The focus on regions is based on the ability to scale investments and a local presence. For example, recently acquired transmission assets in Brazil, Uruguay and Peru are managed out of the Sao Paulo office, while opportunities in Indonesia are managed out of Singapore. “We are not a huge team so can’t be spread too thin but having our teams close to our assets is essential,” he says.

Decarbonization

Decarbonizing the portfolio is another central seam, part and parcel of CDPQ’s initial target to reduce emissions across its entire C$419.8 billion portfolio by 25 per cent by 2025 linked to compensation, since expanded to target a 60 per cent reduction by 2030. Much of that ambition, keenly watched by carbon bean counters in the actuary and accountancy teams, has fallen on the shoulders of the infrastructure department via increasing exposure to green renewable assets. “We have been ahead of the curve; we got in early in renewables and ahead of the market coming in with higher valuations,” says Jaclot.

Rather than selling – and choosing not to buy – carbon emitting infrastructure assets, CDPQ has embarked on a slightly different path. Last autumn it created a $10 billion transition envelope to support decarbonisation in the main industrial carbon-emitting sectors.

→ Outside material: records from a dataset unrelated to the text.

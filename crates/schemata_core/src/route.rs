//! Route-related structure definitions

use serde::{Deserialize, Serialize};
use std::collections::BTreeMap;

use crate::SchemaRef;

/// Content type every request and response body is documented under.
pub const JSON_CONTENT_TYPE: &str = "application/json";

/// Security requirement: scheme name -> required scopes
pub type SecurityRequirement = BTreeMap<String, Vec<String>>;

/// HTTP method
#[derive(Debug, Clone, Copy, PartialEq, Eq, PartialOrd, Ord, Hash, Serialize, Deserialize)]
#[serde(rename_all = "UPPERCASE")]
pub enum HttpMethod {
    Get,
    Head,
    Post,
    Put,
    Patch,
    Delete,
    Connect,
    Options,
    Trace,
}

impl HttpMethod {
    /// Every method, in the order operations are laid out on a path item
    pub const ALL: [Self; 9] = [
        Self::Get,
        Self::Head,
        Self::Post,
        Self::Put,
        Self::Patch,
        Self::Delete,
        Self::Connect,
        Self::Options,
        Self::Trace,
    ];

    /// Lower-case key used for the method inside a path item
    #[must_use]
    pub const fn as_key(self) -> &'static str {
        match self {
            Self::Get => "get",
            Self::Head => "head",
            Self::Post => "post",
            Self::Put => "put",
            Self::Patch => "patch",
            Self::Delete => "delete",
            Self::Connect => "connect",
            Self::Options => "options",
            Self::Trace => "trace",
        }
    }
}

impl std::fmt::Display for HttpMethod {
    fn fmt(&self, f: &mut std::fmt::Formatter<'_>) -> std::fmt::Result {
        match self {
            Self::Get => write!(f, "GET"),
            Self::Head => write!(f, "HEAD"),
            Self::Post => write!(f, "POST"),
            Self::Put => write!(f, "PUT"),
            Self::Patch => write!(f, "PATCH"),
            Self::Delete => write!(f, "DELETE"),
            Self::Connect => write!(f, "CONNECT"),
            Self::Options => write!(f, "OPTIONS"),
            Self::Trace => write!(f, "TRACE"),
        }
    }
}

impl TryFrom<&str> for HttpMethod {
    type Error = String;

    fn try_from(value: &str) -> Result<Self, Self::Error> {
        match value.to_uppercase().as_str() {
            "GET" => Ok(Self::Get),
            "HEAD" => Ok(Self::Head),
            "POST" => Ok(Self::Post),
            "PUT" => Ok(Self::Put),
            "PATCH" => Ok(Self::Patch),
            "DELETE" => Ok(Self::Delete),
            "CONNECT" => Ok(Self::Connect),
            "OPTIONS" => Ok(Self::Options),
            "TRACE" => Ok(Self::Trace),
            other => Err(format!("unknown HTTP method: {other}")),
        }
    }
}

/// Parameter location in the request
#[derive(Debug, Clone, Copy, PartialEq, Eq, Serialize, Deserialize)]
#[serde(rename_all = "lowercase")]
pub enum ParameterLocation {
    Query,
    Header,
    Path,
    Cookie,
}

/// Parameter definition
#[derive(Debug, Clone, PartialEq, Serialize, Deserialize)]
#[serde(rename_all = "camelCase")]
pub struct Parameter {
    /// Parameter name
    pub name: String,
    /// Parameter location
    pub r#in: ParameterLocation,
    /// Parameter description
    #[serde(skip_serializing_if = "Option::is_none")]
    pub description: Option<String>,
    /// Whether the parameter is required
    #[serde(skip_serializing_if = "Option::is_none")]
    pub required: Option<bool>,
    /// Whether an empty value may be sent
    #[serde(skip_serializing_if = "Option::is_none")]
    pub allow_empty_value: Option<bool>,
    /// Schema reference or inline schema
    #[serde(skip_serializing_if = "Option::is_none")]
    pub schema: Option<SchemaRef>,
    /// Example value
    #[serde(skip_serializing_if = "Option::is_none")]
    pub example: Option<serde_json::Value>,
}

/// Request body definition
#[derive(Debug, Clone, PartialEq, Serialize, Deserialize)]
#[serde(rename_all = "camelCase")]
pub struct RequestBody {
    /// Request body description
    #[serde(skip_serializing_if = "Option::is_none")]
    pub description: Option<String>,
    /// Whether the request body is required
    #[serde(skip_serializing_if = "Option::is_none")]
    pub required: Option<bool>,
    /// Schema per Content-Type
    pub content: BTreeMap<String, MediaType>,
}

/// Media type definition
#[derive(Debug, Clone, PartialEq, Serialize, Deserialize)]
#[serde(rename_all = "camelCase")]
pub struct MediaType {
    /// Schema reference or inline schema
    #[serde(skip_serializing_if = "Option::is_none")]
    pub schema: Option<SchemaRef>,
    /// Example
    #[serde(skip_serializing_if = "Option::is_none")]
    pub example: Option<serde_json::Value>,
}

impl MediaType {
    /// Single `application/json` content entry for a schema
    #[must_use]
    pub fn json_content(schema: SchemaRef) -> BTreeMap<String, Self> {
        BTreeMap::from([(
            JSON_CONTENT_TYPE.to_string(),
            Self {
                schema: Some(schema),
                example: None,
            },
        )])
    }
}

/// Response definition
#[derive(Debug, Clone, PartialEq, Serialize, Deserialize)]
#[serde(rename_all = "camelCase")]
pub struct Response {
    /// Response description
    pub description: String,
    /// Schema per Content-Type
    #[serde(skip_serializing_if = "Option::is_none")]
    pub content: Option<BTreeMap<String, MediaType>>,
}

/// `OpenAPI` Operation definition
#[derive(Debug, Clone, Default, PartialEq, Serialize, Deserialize)]
#[serde(rename_all = "camelCase")]
pub struct Operation {
    /// Operation ID (unique identifier)
    #[serde(skip_serializing_if = "Option::is_none")]
    pub operation_id: Option<String>,
    /// List of tags
    #[serde(skip_serializing_if = "Option::is_none")]
    pub tags: Option<Vec<String>>,
    /// Summary
    #[serde(skip_serializing_if = "Option::is_none")]
    pub summary: Option<String>,
    /// Description
    #[serde(skip_serializing_if = "Option::is_none")]
    pub description: Option<String>,
    /// List of parameters
    #[serde(skip_serializing_if = "Option::is_none")]
    pub parameters: Option<Vec<Parameter>>,
    /// Request body
    #[serde(skip_serializing_if = "Option::is_none")]
    pub request_body: Option<RequestBody>,
    /// Response definitions (status code -> Response)
    pub responses: BTreeMap<String, Response>,
    /// Security requirements
    #[serde(skip_serializing_if = "Option::is_none")]
    pub security: Option<Vec<SecurityRequirement>>,
}

/// Path Item definition (all HTTP methods for a specific path)
#[derive(Debug, Clone, Default, PartialEq, Serialize, Deserialize)]
#[serde(rename_all = "camelCase")]
pub struct PathItem {
    /// GET method
    #[serde(skip_serializing_if = "Option::is_none")]
    pub get: Option<Operation>,
    /// HEAD method
    #[serde(skip_serializing_if = "Option::is_none")]
    pub head: Option<Operation>,
    /// POST method
    #[serde(skip_serializing_if = "Option::is_none")]
    pub post: Option<Operation>,
    /// PUT method
    #[serde(skip_serializing_if = "Option::is_none")]
    pub put: Option<Operation>,
    /// PATCH method
    #[serde(skip_serializing_if = "Option::is_none")]
    pub patch: Option<Operation>,
    /// DELETE method
    #[serde(skip_serializing_if = "Option::is_none")]
    pub delete: Option<Operation>,
    /// CONNECT method
    #[serde(skip_serializing_if = "Option::is_none")]
    pub connect: Option<Operation>,
    /// OPTIONS method
    #[serde(skip_serializing_if = "Option::is_none")]
    pub options: Option<Operation>,
    /// TRACE method
    #[serde(skip_serializing_if = "Option::is_none")]
    pub trace: Option<Operation>,
    /// Summary
    #[serde(skip_serializing_if = "Option::is_none")]
    pub summary: Option<String>,
    /// Description
    #[serde(skip_serializing_if = "Option::is_none")]
    pub description: Option<String>,
}

impl PathItem {
    /// Set an operation for a specific HTTP method
    pub fn set_operation(&mut self, method: HttpMethod, operation: Operation) {
        *self.slot_mut(method) = Some(operation);
    }

    /// Get an operation for a specific HTTP method
    #[must_use]
    pub const fn get_operation(&self, method: HttpMethod) -> Option<&Operation> {
        match method {
            HttpMethod::Get => self.get.as_ref(),
            HttpMethod::Head => self.head.as_ref(),
            HttpMethod::Post => self.post.as_ref(),
            HttpMethod::Put => self.put.as_ref(),
            HttpMethod::Patch => self.patch.as_ref(),
            HttpMethod::Delete => self.delete.as_ref(),
            HttpMethod::Connect => self.connect.as_ref(),
            HttpMethod::Options => self.options.as_ref(),
            HttpMethod::Trace => self.trace.as_ref(),
        }
    }

    /// Iterate over the operations that are set, in method order
    pub fn operations(&self) -> impl Iterator<Item = (HttpMethod, &Operation)> {
        HttpMethod::ALL
            .into_iter()
            .filter_map(|method| self.get_operation(method).map(|op| (method, op)))
    }

    const fn slot_mut(&mut self, method: HttpMethod) -> &mut Option<Operation> {
        match method {
            HttpMethod::Get => &mut self.get,
            HttpMethod::Head => &mut self.head,
            HttpMethod::Post => &mut self.post,
            HttpMethod::Put => &mut self.put,
            HttpMethod::Patch => &mut self.patch,
            HttpMethod::Delete => &mut self.delete,
            HttpMethod::Connect => &mut self.connect,
            HttpMethod::Options => &mut self.options,
            HttpMethod::Trace => &mut self.trace,
        }
    }
}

“I’d much rather keep or take ownership of the asset and decarbonise it. We could sell our CO2 emitting assets, but someone else just ends up buying them,” says Jaclot. News regarding assets bought specifically to decarbonise will be announced shortly; elsewhere the fund  has shut down coal plants and replaced production with gas and solar in concrete decarbonization.

Still, the challenge of decarbonizing infrastructure like airports (CDPQ has a 12 per cent stake in London’s Heathrow alongside others including USS, GIC and China Investment Corporation) given most emissions come from the aircraft is increasingly front of mind. ““North of 95 per cent of emissions at most airports come from the aircrafts but human beings need to meet and travel to some extent. We are pushing to find solutions, even though they come at a higher cost such as sustainable aviation fuel. Heathrow is at the forefront of this initiative.”

Investing with DP World has also bought CDPQ’s commitment to the S and G of the ESG under scrutiny. The company attracted widespread criticism when it fired 800 British-based crew from its P&O ferries business.

“To be frank, the news of workers at P&O Ferries made us look even deeper for reassurance and we took comfort in the reaction,” he said, noting the subsequent settlement DP World reached with workers. He is also encouraged by the growing diversity of DP World’s workforce and improving health and safety at the company.